A South African subspecies of the honeybee is reportedly able to produce millions of clones of itself. 

According to new research published in the journal Current Biology and Proceedings of the Royal Society B, one such insect – known as the Cape honeybee or Apis mellifera capensis– has managed to do so many times over the past 30 years. 

It’s a process called thelytokous parthenogenesis, which a group of international scientists said is akin to the “virgin birth of a female.” 

While asexual reproduction is fairly common, genetically identical offspring is not. 

The exchange of genetic material between different organisms, or “recombination,” normally leads to the production of offspring with combinations of different traits.

If there even is only one parent, New Scientist noted, offspring born from thelytokous parthenogenesis will still be born with a slightly different genetic makeup.

And yet, the worker Cape honeybee has reportedly found a way to reduce recombination and remain genetically healthy, whereas asexual reproduction has been lethal in honeybees before, resulting in inbred larvae that don’t survive. 
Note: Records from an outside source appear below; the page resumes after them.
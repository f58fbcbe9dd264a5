use thiserror::Error;

use crate::{
    ast::{BoxExpr, Expression},
    tokeniser::{Token, TokenKind},
};

#[derive(Error, Debug, PartialEq, Eq, Clone)]
pub enum ParseError {
    #[error("unexpected token: expected {expected}, found {found}")]
    Expected { expected: TokenKind, found: Token },
    #[error("unexpected token: expected an expression, found {found}")]
    UnexpectedToken { found: Token },
    #[error("unrecognised character '{text}'")]
    UnknownCharacter { text: String },
    #[error("integer literal {text} does not fit in 64 bits")]
    IntegerOutOfRange { text: String },
    #[error("unexpected trailing input: {found}")]
    TrailingInput { found: Token },
    #[error("expressions nested more than {limit} deep")]
    TooDeep { limit: usize },
}

/// Deepest expression nesting accepted. Parsing, printing and evaluation all
/// recurse once per level, so this bounds their stack use.
pub const MAX_NESTING: usize = 256;

/// The tokens still to be consumed, front of the program on top of the stack.
struct TokenStack {
    tokens: Vec<Token>,
    depth: usize,
}

impl TokenStack {
    fn new(mut tokens: Vec<Token>) -> Self {
        tokens.reverse();
        Self { tokens, depth: 0 }
    }

    fn peek_kind(&self) -> TokenKind {
        self.tokens
            .last()
            .map_or(TokenKind::EndOfInput, |token| token.kind)
    }

    /// Remove the next token. Running off the end reads as `EndOfInput`.
    fn pop(&mut self) -> Token {
        self.tokens.pop().unwrap_or_else(Token::end_of_input)
    }

    /// Consume the next token, which must be of kind `expected`.
    fn expect(&mut self, expected: TokenKind) -> Result<Token, ParseError> {
        let token = self.pop();
        if token.kind == expected {
            Ok(token)
        } else {
            Err(mismatch(expected, token))
        }
    }

    /// Check the next token without consuming it.
    fn expect_next(&self, expected: TokenKind) -> Result<(), ParseError> {
        if self.peek_kind() == expected {
            Ok(())
        } else {
            let found = self.tokens.last().cloned().unwrap_or_else(Token::end_of_input);
            Err(mismatch(expected, found))
        }
    }
}

fn mismatch(expected: TokenKind, found: Token) -> ParseError {
    if found.kind == TokenKind::Unknown {
        ParseError::UnknownCharacter { text: found.text }
    } else {
        ParseError::Expected { expected, found }
    }
}

/// Parse a list of tokens and return an AST - a single expression.
///
/// The whole token list must be consumed: anything other than `EndOfInput`
/// after the root expression is an error.
pub fn parse(tokens: Vec<Token>) -> Result<BoxExpr, ParseError> {
    let mut tokens = TokenStack::new(tokens);
    let root = parse_expression(&mut tokens)?;

    let next = tokens.pop();
    match next.kind {
        TokenKind::EndOfInput => Ok(root),
        TokenKind::Unknown => Err(ParseError::UnknownCharacter { text: next.text }),
        _ => Err(ParseError::TrailingInput { found: next }),
    }
}

fn parse_expression(tokens: &mut TokenStack) -> Result<BoxExpr, ParseError> {
    if tokens.depth >= MAX_NESTING {
        return Err(ParseError::TooDeep { limit: MAX_NESTING });
    }
    tokens.depth += 1;
    let expr = parse_production(tokens)?;
    tokens.depth -= 1;
    Ok(expr)
}

fn parse_production(tokens: &mut TokenStack) -> Result<BoxExpr, ParseError> {
    let token = tokens.pop();

    match token.kind {
        TokenKind::Identifier => Ok(Box::new(Expression::Variable(token.text))),
        TokenKind::IntegerLiteral => match token.text.parse::<i64>() {
            Ok(value) => Ok(Expression::int(value)),
            Err(_) => Err(ParseError::IntegerOutOfRange { text: token.text }),
        },
        TokenKind::Minus => {
            tokens.expect(TokenKind::LeftParen)?;
            let first = parse_expression(tokens)?;
            tokens.expect(TokenKind::Comma)?;
            let second = parse_expression(tokens)?;
            tokens.expect(TokenKind::RightParen)?;
            Ok(Expression::minus(first, second))
        }
        TokenKind::IsZero => {
            tokens.expect(TokenKind::LeftParen)?;
            let value = parse_expression(tokens)?;
            tokens.expect(TokenKind::RightParen)?;
            Ok(Expression::is_zero(value))
        }
        TokenKind::If => {
            // iszero is the only operator producing a boolean.
            tokens.expect_next(TokenKind::IsZero)?;
            let predicate = parse_expression(tokens)?;
            tokens.expect(TokenKind::Then)?;
            let yes = parse_expression(tokens)?;
            tokens.expect(TokenKind::Else)?;
            let no = parse_expression(tokens)?;
            Ok(Expression::condition(predicate, yes, no))
        }
        TokenKind::Let => {
            let name = tokens.expect(TokenKind::Identifier)?.text;
            tokens.expect(TokenKind::Equals)?;
            let value = parse_expression(tokens)?;
            tokens.expect(TokenKind::In)?;
            let body = parse_expression(tokens)?;
            Ok(Expression::binding(name, value, body))
        }
        TokenKind::Unknown => Err(ParseError::UnknownCharacter { text: token.text }),
        TokenKind::LeftParen
        | TokenKind::RightParen
        | TokenKind::Comma
        | TokenKind::Equals
        | TokenKind::Then
        | TokenKind::Else
        | TokenKind::In
        | TokenKind::EndOfInput => Err(ParseError::UnexpectedToken { found: token }),
    }
}
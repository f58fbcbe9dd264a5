use std::{collections::HashMap, fmt::Display};

use lazy_static::lazy_static;

#[derive(Debug, PartialEq, Eq, Hash, Clone, Copy)]
pub enum TokenKind {
    Identifier,
    IntegerLiteral,
    LeftParen,
    RightParen,
    Comma,
    Equals,
    Minus,
    IsZero,
    If,
    Then,
    Else,
    Let,
    In,
    EndOfInput,
    Unknown,
}

impl Display for TokenKind {
    fn fmt(&self, f: &mut std::fmt::Formatter<'_>) -> std::fmt::Result {
        write!(f, "{self:?}")
    }
}

/// A lexeme together with the kind it was classified as.
#[derive(Debug, PartialEq, Eq, Clone)]
pub struct Token {
    pub kind: TokenKind,
    pub text: String,
}

impl Token {
    pub fn new(kind: TokenKind, text: impl Into<String>) -> Self {
        Self {
            kind,
            text: text.into(),
        }
    }

    pub fn end_of_input() -> Self {
        Self::new(TokenKind::EndOfInput, "")
    }
}

impl Display for Token {
    fn fmt(&self, f: &mut std::fmt::Formatter<'_>) -> std::fmt::Result {
        match self.kind {
            TokenKind::EndOfInput => write!(f, "EndOfInput"),
            kind => write!(f, "{kind} '{}'", self.text),
        }
    }
}

lazy_static! {
    /// Words that are reserved and never lexed as identifiers.
    static ref KEYWORDS: HashMap<&'static str, TokenKind> = HashMap::from([
        ("minus", TokenKind::Minus),
        ("iszero", TokenKind::IsZero),
        ("if", TokenKind::If),
        ("then", TokenKind::Then),
        ("else", TokenKind::Else),
        ("let", TokenKind::Let),
        ("in", TokenKind::In),
    ]);
}

enum CharClass {
    Digit,
    Letter,
    Whitespace,
    Other,
}

impl From<char> for CharClass {
    fn from(character: char) -> Self {
        if character.is_ascii_digit() {
            Self::Digit
        } else if character.is_alphabetic() {
            Self::Letter
        } else if character.is_whitespace() {
            Self::Whitespace
        } else {
            Self::Other
        }
    }
}

#[derive(PartialEq)]
enum BufferedType {
    Number,
    Word,
}

/// Turn the contents of the character buffer into a token, if there is one.
/// Leaves the buffer empty and the buffered type reset to None.
fn flush_char_buf(
    buf_type: &mut Option<BufferedType>,
    char_buf: &mut String,
    tokens: &mut Vec<Token>,
) {
    match buf_type.take() {
        Some(BufferedType::Number) => {
            tokens.push(Token::new(TokenKind::IntegerLiteral, char_buf.as_str()));
        }
        Some(BufferedType::Word) => {
            let kind = KEYWORDS
                .get(char_buf.as_str())
                .copied()
                .unwrap_or(TokenKind::Identifier);
            tokens.push(Token::new(kind, char_buf.as_str()));
        }
        None => {}
    }
    char_buf.clear();
}

/// Buffer `character` as part of a run of `run_type`, flushing any run of a different type first.
fn extend_run(
    run_type: BufferedType,
    character: char,
    buf_type: &mut Option<BufferedType>,
    char_buf: &mut String,
    tokens: &mut Vec<Token>,
) {
    if buf_type.as_ref().is_some_and(|buffered| *buffered != run_type) {
        flush_char_buf(buf_type, char_buf, tokens);
    }
    *buf_type = Some(run_type);
    char_buf.push(character);
}

fn punctuation(character: char) -> TokenKind {
    match character {
        '(' => TokenKind::LeftParen,
        ')' => TokenKind::RightParen,
        ',' => TokenKind::Comma,
        '=' => TokenKind::Equals,
        _ => TokenKind::Unknown,
    }
}

/// Tokenise a program string. Always terminated by an `EndOfInput` token.
///
/// Characters that match no rule become `Unknown` tokens rather than errors;
/// the parser is responsible for rejecting them.
pub fn tokenise(program_string: &str) -> Vec<Token> {
    let mut char_buf = String::new();
    let mut buf_type: Option<BufferedType> = None;
    let mut tokens = Vec::new();

    for character in program_string.chars() {
        match CharClass::from(character) {
            CharClass::Digit => extend_run(
                BufferedType::Number,
                character,
                &mut buf_type,
                &mut char_buf,
                &mut tokens,
            ),
            CharClass::Letter => extend_run(
                BufferedType::Word,
                character,
                &mut buf_type,
                &mut char_buf,
                &mut tokens,
            ),
            CharClass::Whitespace => flush_char_buf(&mut buf_type, &mut char_buf, &mut tokens),
            CharClass::Other => {
                flush_char_buf(&mut buf_type, &mut char_buf, &mut tokens);
                tokens.push(Token::new(punctuation(character), character));
            }
        }
    }

    flush_char_buf(&mut buf_type, &mut char_buf, &mut tokens);
    tokens.push(Token::end_of_input());

    tokens
}
//! Feed request operations

use tracing::instrument;

use crate::error::{Error, Result};
use crate::models::{FeedRequest, FeedRequestKind, FeedRequestStatus, NewFeedRequest};
use crate::storage::Database;

/// Send a feed request. Project requests must point at an existing
/// project and are addressed to its owner.
#[instrument(skip(db, request), fields(sender_id = %request.sender_id, receiver_id = %request.receiver_id))]
pub fn send_feed_request(db: &Database, request: &NewFeedRequest) -> Result<FeedRequest> {
    if request.sender_id == request.receiver_id {
        return Err(Error::Validation("Cannot send a request to yourself".into()));
    }
    if db.users().find_by_clerk_id(&request.sender_id)?.is_none() {
        return Err(Error::NotFound(format!("User {}", request.sender_id)));
    }
    if db.users().find_by_clerk_id(&request.receiver_id)?.is_none() {
        return Err(Error::NotFound(format!("User {}", request.receiver_id)));
    }

    match request.kind {
        FeedRequestKind::Project => {
            let project_id = request.project_id.ok_or_else(|| {
                Error::Validation("Project requests need a project id".into())
            })?;
            let project = db
                .projects()
                .find_by_id(project_id)?
                .ok_or_else(|| Error::NotFound(format!("Project {project_id}")))?;
            if project.owner_id != request.receiver_id {
                return Err(Error::Validation(
                    "Project requests go to the project owner".into(),
                ));
            }
        }
        FeedRequestKind::Person => {
            if request.project_id.is_some() {
                return Err(Error::Validation(
                    "Person requests carry no project id".into(),
                ));
            }
        }
    }

    let id = db.feed().create(request)?;
    db.feed()
        .find_by_id(id)?
        .ok_or_else(|| Error::NotFound(format!("Feed request {id}")))
}

/// Requests waiting on a user's decision plus ones already resolved
#[instrument(skip(db))]
pub fn inbox(db: &Database, user_id: &str) -> Result<Vec<FeedRequest>> {
    db.feed().list_for_receiver(user_id)
}

/// Requests a user has sent
#[instrument(skip(db))]
pub fn outbox(db: &Database, user_id: &str) -> Result<Vec<FeedRequest>> {
    db.feed().list_for_sender(user_id)
}

/// Resolve a request. Only the receiver may decide, and only while
/// the request is still pending.
#[instrument(skip(db))]
pub fn resolve_feed_request(
    db: &Database,
    receiver_id: &str,
    request_id: i64,
    approve: bool,
) -> Result<FeedRequest> {
    let request = db
        .feed()
        .find_by_id(request_id)?
        .ok_or_else(|| Error::NotFound(format!("Feed request {request_id}")))?;
    if request.receiver_id != receiver_id {
        return Err(Error::Unauthorized(
            "Only the receiver can resolve this request".into(),
        ));
    }

    let status = if approve {
        FeedRequestStatus::Approved
    } else {
        FeedRequestStatus::Rejected
    };
    db.feed().set_status(request_id, status)?;

    db.feed()
        .find_by_id(request_id)?
        .ok_or_else(|| Error::NotFound(format!("Feed request {request_id}")))
}

#[cfg(test)]
mod tests {
    use super::*;
    use crate::models::{NewProject, Role, User};

    fn seed_user(db: &Database, id: &str) {
        let user = User::new(
            id.to_string(),
            format!("User {id}"),
            format!("{id}@example.com"),
            Role::Participant,
        );
        db.users().create(&user).unwrap();
    }

    fn person_request(sender: &str, receiver: &str) -> NewFeedRequest {
        NewFeedRequest {
            sender_id: sender.to_string(),
            receiver_id: receiver.to_string(),
            kind: FeedRequestKind::Person,
            project_id: None,
            message: None,
        }
    }

    #[test]
    fn test_project_request_must_target_owner() {
        let db = Database::open_in_memory().unwrap();
        seed_user(&db, "owner");
        seed_user(&db, "asker");
        seed_user(&db, "bystander");
        let project_id = db
            .projects()
            .create(&NewProject::new(
                "owner".into(),
                "proj".into(),
                "A Project".into(),
                "short".into(),
                "big".into(),
            ))
            .unwrap();

        let mut request = person_request("asker", "bystander");
        request.kind = FeedRequestKind::Project;
        request.project_id = Some(project_id);
        let err = send_feed_request(&db, &request).unwrap_err();
        assert!(matches!(err, Error::Validation(_)));

        request.receiver_id = "owner".into();
        let sent = send_feed_request(&db, &request).unwrap();
        assert_eq!(sent.status, FeedRequestStatus::Pending);
    }

    #[test]
    fn test_project_request_requires_project_id() {
        let db = Database::open_in_memory().unwrap();
        seed_user(&db, "a");
        seed_user(&db, "b");

        let mut request = person_request("a", "b");
        request.kind = FeedRequestKind::Project;
        let err = send_feed_request(&db, &request).unwrap_err();
        assert!(matches!(err, Error::Validation(_)));
    }

    #[test]
    fn test_only_receiver_resolves() {
        let db = Database::open_in_memory().unwrap();
        seed_user(&db, "a");
        seed_user(&db, "b");

        let sent = send_feed_request(&db, &person_request("a", "b")).unwrap();

        let err = resolve_feed_request(&db, "a", sent.id, true).unwrap_err();
        assert!(matches!(err, Error::Unauthorized(_)));

        let resolved = resolve_feed_request(&db, "b", sent.id, true).unwrap();
        assert_eq!(resolved.status, FeedRequestStatus::Approved);

        // A second decision conflicts
        let err = resolve_feed_request(&db, "b", sent.id, false).unwrap_err();
        assert!(matches!(err, Error::Conflict(_)));
    }

    #[test]
    fn test_self_request_rejected() {
        let db = Database::open_in_memory().unwrap();
        seed_user(&db, "a");

        let err = send_feed_request(&db, &person_request("a", "a")).unwrap_err();
        assert!(matches!(err, Error::Validation(_)));
    }

    #[test]
    fn test_inbox_and_outbox() {
        let db = Database::open_in_memory().unwrap();
        seed_user(&db, "a");
        seed_user(&db, "b");

        send_feed_request(&db, &person_request("a", "b")).unwrap();
        assert_eq!(inbox(&db, "b").unwrap().len(), 1);
        assert_eq!(outbox(&db, "a").unwrap().len(), 1);
        assert!(inbox(&db, "a").unwrap().is_empty());
    }
}
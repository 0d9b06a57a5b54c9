//! Follow graph storage operations
//!
//! One row per directional edge; the receiving side resolves the
//! request by flipping status or deleting the row.

use chrono::Utc;
use rusqlite::{params, Connection, Row};
use tracing::instrument;

use super::parse::{follow_status_from_str, parse_datetime, OptionalExt};
use crate::error::{Error, Result};
use crate::models::{Follow, FollowEntry};

pub struct FollowStore<'a> {
    conn: &'a Connection,
}

const FOLLOW_COLUMNS: &str = "id, follower_id, followed_id, status, created_at, updated_at";

fn follow_from_row(row: &Row<'_>) -> rusqlite::Result<Follow> {
    Ok(Follow {
        id: row.get(0)?,
        follower_id: row.get(1)?,
        followed_id: row.get(2)?,
        status: follow_status_from_str(&row.get::<_, String>(3)?),
        created_at: parse_datetime(&row.get::<_, String>(4)?)?,
        updated_at: parse_datetime(&row.get::<_, String>(5)?)?,
    })
}

impl<'a> FollowStore<'a> {
    pub fn new(conn: &'a Connection) -> Self {
        Self { conn }
    }

    /// Create a pending follow request
    #[instrument(skip(self))]
    pub fn create_request(&self, follower_id: &str, followed_id: &str) -> Result<i64> {
        if self.find(follower_id, followed_id)?.is_some() {
            return Err(Error::Conflict("Follow request already exists".into()));
        }
        let now = Utc::now().to_rfc3339();
        self.conn.execute(
            "INSERT INTO follows (follower_id, followed_id, status, created_at, updated_at)
             VALUES (?1, ?2, 'pending', ?3, ?4)",
            params![follower_id, followed_id, now, now],
        )?;
        Ok(self.conn.last_insert_rowid())
    }

    /// Find the edge between two users, if any
    pub fn find(&self, follower_id: &str, followed_id: &str) -> Result<Option<Follow>> {
        let mut stmt = self.conn.prepare(&format!(
            "SELECT {FOLLOW_COLUMNS} FROM follows WHERE follower_id = ?1 AND followed_id = ?2"
        ))?;

        let follow = stmt
            .query_row(params![follower_id, followed_id], follow_from_row)
            .optional()?;

        Ok(follow)
    }

    /// Accept a pending request
    #[instrument(skip(self))]
    pub fn accept(&self, follower_id: &str, followed_id: &str) -> Result<()> {
        let changed = self.conn.execute(
            "UPDATE follows SET status = 'accepted', updated_at = ?1
             WHERE follower_id = ?2 AND followed_id = ?3 AND status = 'pending'",
            params![Utc::now().to_rfc3339(), follower_id, followed_id],
        )?;
        if changed == 0 {
            return Err(Error::NotFound("No pending follow request".into()));
        }
        Ok(())
    }

    /// Reject a pending request (the row is dropped so a retry works)
    #[instrument(skip(self))]
    pub fn reject(&self, follower_id: &str, followed_id: &str) -> Result<()> {
        let changed = self.conn.execute(
            "DELETE FROM follows
             WHERE follower_id = ?1 AND followed_id = ?2 AND status = 'pending'",
            params![follower_id, followed_id],
        )?;
        if changed == 0 {
            return Err(Error::NotFound("No pending follow request".into()));
        }
        Ok(())
    }

    /// Remove an edge regardless of status (unfollow / remove follower)
    pub fn remove(&self, follower_id: &str, followed_id: &str) -> Result<()> {
        let changed = self.conn.execute(
            "DELETE FROM follows WHERE follower_id = ?1 AND followed_id = ?2",
            params![follower_id, followed_id],
        )?;
        if changed == 0 {
            return Err(Error::NotFound("No such follow".into()));
        }
        Ok(())
    }

    /// Whether follower has an accepted edge to followed
    pub fn is_following(&self, follower_id: &str, followed_id: &str) -> Result<bool> {
        let count: i64 = self.conn.query_row(
            "SELECT COUNT(*) FROM follows
             WHERE follower_id = ?1 AND followed_id = ?2 AND status = 'accepted'",
            params![follower_id, followed_id],
            |row| row.get(0),
        )?;
        Ok(count > 0)
    }

    /// Accepted followers of a user, with display names
    pub fn list_followers(&self, clerk_id: &str) -> Result<Vec<FollowEntry>> {
        let mut stmt = self.conn.prepare(
            "SELECT f.follower_id, u.name, f.updated_at
             FROM follows f
             JOIN users u ON u.clerk_id = f.follower_id
             WHERE f.followed_id = ?1 AND f.status = 'accepted'
             ORDER BY f.updated_at",
        )?;

        let entries = stmt
            .query_map(params![clerk_id], |row| {
                Ok(FollowEntry {
                    clerk_id: row.get(0)?,
                    name: row.get(1)?,
                    since: parse_datetime(&row.get::<_, String>(2)?)?,
                })
            })?
            .collect::<rusqlite::Result<Vec<_>>>()?;

        Ok(entries)
    }

    /// Users a given user follows (accepted only), with display names
    pub fn list_following(&self, clerk_id: &str) -> Result<Vec<FollowEntry>> {
        let mut stmt = self.conn.prepare(
            "SELECT f.followed_id, u.name, f.updated_at
             FROM follows f
             JOIN users u ON u.clerk_id = f.followed_id
             WHERE f.follower_id = ?1 AND f.status = 'accepted'
             ORDER BY f.updated_at",
        )?;

        let entries = stmt
            .query_map(params![clerk_id], |row| {
                Ok(FollowEntry {
                    clerk_id: row.get(0)?,
                    name: row.get(1)?,
                    since: parse_datetime(&row.get::<_, String>(2)?)?,
                })
            })?
            .collect::<rusqlite::Result<Vec<_>>>()?;

        Ok(entries)
    }

    /// Pending requests awaiting a user's decision
    pub fn list_pending_for(&self, clerk_id: &str) -> Result<Vec<Follow>> {
        let mut stmt = self.conn.prepare(&format!(
            "SELECT {FOLLOW_COLUMNS} FROM follows
             WHERE followed_id = ?1 AND status = 'pending' ORDER BY created_at"
        ))?;

        let follows = stmt
            .query_map(params![clerk_id], follow_from_row)?
            .collect::<rusqlite::Result<Vec<_>>>()?;

        Ok(follows)
    }
}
“For workers, it is important to reduce the frequency of recombination so as to not produce offspring that are homozygous.”

In order to learn more, the paper’s authors “experimentally manipulated” Cape workers and Cape queens to reproduce thelytokously.

“The two female castes of the Cape honeybee, Apis mellifera capensis, differ in their mode of reproduction. While workers always reproduce thelytokously, queens always mate and reproduce sexually,” the researchers explained in the paper’s abstract.

Performing fieldwork at South Africa’s Plant Protection Research Institute in Stellenbosch, the team instrumentally inseminated a queen with the semen of a single male and then introduced a brood comb holding several hundred eggs laid by the queen into a colony to be reared. 

Queens were made to reproduce asexually using what researchers said amounted to a “chastity belt.”

“When the queens were 5 days post eclosion we constrained them in an artificial insemination apparatus [37] without narcosis. We then glued a 5 mm piece of surgical tape (Micropore, 3M, Minnesota) over the sting chamber using nail varnish,” the paper explained. 

The researchers monitored the queens, confirming the chastity belts were intact after each flight around the colony and, eventually, compared asexually reproduced larvae of the queen to those of the workers.

“We monitored the queens closely for the next two weeks, to determine if and when oviposition had commenced. We collected larvae as soon as they appeared into ethanol,” the researchers wrote.

“Not all queens flew, not all returned from mating flights, and not all laid. In the end, we were able to harvest one queen and 25 of her larval progeny into ethanol.”

The group also genotyped four workers and 63 of their larvae.

Ultimately, the authors found that the queen showed levels of genetic recombination 100 times more than seen in the cloned offspring of the worker bees.

“Using a combination of microsatellite genotyping and whole-genome sequencing we find that a reduction in recombination is confined to workers only,” the abstract concluded.